“If I want something I will get it. I am ambitious, I am a fighter, I am going to be successful.”
—Scott Malloy
You might say that Scott Malloy was born to cook. Not only was his mother a culinary school student at Johnson & Wales University; his dad had a history of working as a cook at one of the best country clubs in Columbus, Georgia; his grandmother went to culinary school in Germany; and his great grandfather owned a restaurant in Boston. However, despite his culinary lineage, Scott didn’t plan on becoming a chef. He was enrolled in auto mechanics school, and it wasn’t until after he graduated high school that he made the fateful decision to pick up a chef’s knife over a socket wrench. He had the opportunity to go to Johnson & Wales like his mother, but after assessing the cost, he opted for Nashville State Community College. He had a grant that would cover his schooling if he stayed in Tennessee, and the decision hasn’t hurt him in the least.

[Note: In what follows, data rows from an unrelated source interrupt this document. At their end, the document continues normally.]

//! Client configuration
//!
//! A [`ClientConfig`] describes a client in YAML (or JSON):
//!
//! ```yaml
//! auth:
//!   scheme: bearer
//!   token: "${API_TOKEN}"
//! content_type: json
//! accept: json
//! enable_length: true
//! rate_limit:
//!   limit: 10
//!   window_seconds: 60
//! headers:
//!   X-Trace-Id: abc
//! ```
//!
//! `${VAR}` in tokens and header values is replaced from the environment.

use crate::error::{Error, Result, ResultExt};
use crate::http::{Client, RateLimiterConfig, Transport};
use regex::Regex;
use serde::{Deserialize, Serialize};
use std::collections::BTreeMap;
use std::path::Path;
use std::sync::LazyLock;

/// Regex for matching environment references: ${NAME}
static ENV_REGEX: LazyLock<Regex> =
    LazyLock::new(|| Regex::new(r"\$\{([A-Za-z_][A-Za-z0-9_]*)\}").expect("valid regex"));

// ============================================================================
// Auth
// ============================================================================

/// Authentication section
#[derive(Debug, Clone, Default, PartialEq, Eq, Serialize, Deserialize)]
#[serde(tag = "scheme", rename_all = "snake_case")]
pub enum AuthConfigDef {
    /// No auth header
    #[default]
    None,
    /// `Authorization: Bearer <token>`
    Bearer { token: String },
    /// `X-API-Key: <token>`
    Key { token: String },
    /// `Authorization: Basic <base64(token)>`
    Basic { token: String },
}

// ============================================================================
// Client config
// ============================================================================

/// Complete client configuration
#[derive(Debug, Clone, Default, PartialEq, Eq, Serialize, Deserialize)]
pub struct ClientConfig {
    /// Authentication scheme
    #[serde(default)]
    pub auth: AuthConfigDef,

    /// Request content-type symbol (json, url, form-data, text, xml)
    #[serde(default)]
    pub content_type: Option<String>,

    /// Accept symbol (json, url, form-data, text, xml)
    #[serde(default)]
    pub accept: Option<String>,

    /// Add `Content-Length` to requests
    #[serde(default)]
    pub enable_length: bool,

    /// Request-rate ceiling
    #[serde(default)]
    pub rate_limit: Option<RateLimiterConfig>,

    /// Extra headers appended after the auth headers
    #[serde(default)]
    pub headers: BTreeMap<String, String>,
}

impl ClientConfig {
    /// Parse from a YAML (or JSON) string
    pub fn from_yaml_str(yaml: &str) -> Result<Self> {
        Ok(serde_yaml::from_str(yaml)?)
    }

    /// Load from a YAML or JSON file
    pub fn from_file(path: impl AsRef<Path>) -> Result<Self> {
        let path = path.as_ref();
        let content = std::fs::read_to_string(path)
            .with_context(|| format!("Failed to read config file '{}'", path.display()))?;
        Self::from_yaml_str(&content)
    }

    /// Apply this configuration to a client: auth headers first, then custom
    /// headers, then the rate limit.
    pub fn apply(&self, client: &mut Client) -> Result<()> {
        let content_type = self.content_type.as_deref().unwrap_or_default();
        let accept = self.accept.as_deref().unwrap_or_default();
        let length = self.enable_length;

        match &self.auth {
            AuthConfigDef::Bearer { token } => {
                client.bearer(length, content_type, accept, expand_env(token)?);
            }
            AuthConfigDef::Key { token } => {
                client.key(length, content_type, accept, expand_env(token)?);
            }
            AuthConfigDef::Basic { token } => {
                client.basic(length, content_type, accept, expand_env(token)?);
            }
            AuthConfigDef::None => {
                if self.content_type.is_some() || self.accept.is_some() || length {
                    client.negotiate(length, content_type, accept);
                }
            }
        }

        if !self.headers.is_empty() {
            let headers = self
                .headers
                .iter()
                .map(|(name, value)| Ok((name.clone(), expand_env(value)?)))
                .collect::<Result<Vec<_>>>()?;
            client.custom_headers(headers);
        }

        if let Some(limit) = &self.rate_limit {
            client.rate_limit(limit.limit, limit.window_seconds);
        }

        Ok(())
    }

    /// Build a client over the default transport
    pub fn build(&self) -> Result<Client> {
        let mut client = Client::new();
        self.apply(&mut client)?;
        Ok(client)
    }

    /// Build a client over a custom transport
    pub fn build_with_transport(&self, transport: impl Transport + 'static) -> Result<Client> {
        let mut client = Client::with_transport(transport);
        self.apply(&mut client)?;
        Ok(client)
    }
}

/// Replace every `${NAME}` with the environment variable `NAME`.
pub fn expand_env(value: &str) -> Result<String> {
    let mut missing = None;
    let expanded = ENV_REGEX.replace_all(value, |caps: &regex::Captures<'_>| {
        let name = &caps[1];
        std::env::var(name).unwrap_or_else(|_| {
            missing.get_or_insert_with(|| name.to_string());
            String::new()
        })
    });

    match missing {
        Some(name) => Err(Error::config(format!(
            "Environment variable '{name}' is not set"
        ))),
        None => Ok(expanded.into_owned()),
    }
}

Scott seems to have aimed high from the beginning. He always aimed to work at the best restaurant his skills would allow him to, and he took on any and all challenges with the tenacity of his youth. When offered a chance to work a trial shift at Graham Elliot, a Chicago restaurant known for its contemporary cuisine, he jumped at it. Despite not living near Chicago, he says, “I drove up, worked a shift, and drove back, all in about twenty-four hours straight. It was a little crazy.” But the next day, they called and offered him a job as chef de partie. Despite chef Graham Elliot’s fame from television appearances and his well-known clientele, Scott wasn’t satisfied working there. “[Elliot] would come in, put on a chef’s coat, walk around the dining room and greet guests, then be the first to go home.” Scott felt like he wanted to learn from a chef that was more hands on in the kitchen.
It wasn’t until Scott took a position at L20, a modern fine dining seafood restaurant in Chicago, that he started to find the mentor he was looking for in Laurent Gras, a French-born award-winning chef who worked in top Michelin-rated restaurants in France before coming the United States. Scott says, “Laurent was always the first one there and stayed to scrub down the stations with us.” Soon after L20’s three-Michelin-star review, it became known that Laurent was going to leave because of disagreements with the owner, so one night Scott, along with several of the other chefs, went out to get tattooed with three Michelin stars as a tribute to Laurent and their time together. Scott says, “A lot of the chefs got them smaller somewhere, but I put them right down my arm. I guess it is kind of part of my ‘go big or go home’ personality.”
After he left L20 in 2011, Scott took a sous-chef position at a restaurant called Arami to pursue one of his true culinary passions, Japanese food. When he was younger, eating at a sushi restaurant in his hometown, he told the chef he was interested in learning to cook sushi. Scott says, “He asked to grab my hands and told me they were too warm and I could never be a sushi chef because I would cook the fish. I was hooked! How could this guy know just from grabbing my hands?” In late 2012 Scott left to take a cooking position at the more casual restaurant Yusho and explore another part of Japanese cuisine, street food.
Scott tattooed an octopus on his right shoulder as the start of a sleeve of all Japanese fish. But his first tattoo was the knife and toque, or chef’s hat, on his left arm, which he got to celebrate his graduation from culinary school. He also has a line of veggies on his right leg. Scott says, “The veggies are on my leg because I feel like they are the base of cuisine. It started with the carrot, celery, and onion, or mirepoix as known by chefs.”
When asked what’s next, Scott admits he has plans to open his own restaurant. But when it comes to pursuing his own three Michelin stars, he doesn’t think he is crazy enough to ever pursue that … but he does admit that one would be nice.
Scott is a Japanese-trained chef, and this traditional Japanese pickling technique speaks to his passions.
NOTES FROM THE CHEF
You can pickle anything from radishes to cucumbers, eggplant, carrots, etc. Cucumbers may only take 2 to 4 hours to pickle once you have a live active nuka bed, while carrots and other heartier vegetables may take a day or two. Much of this depends on your flavor preference.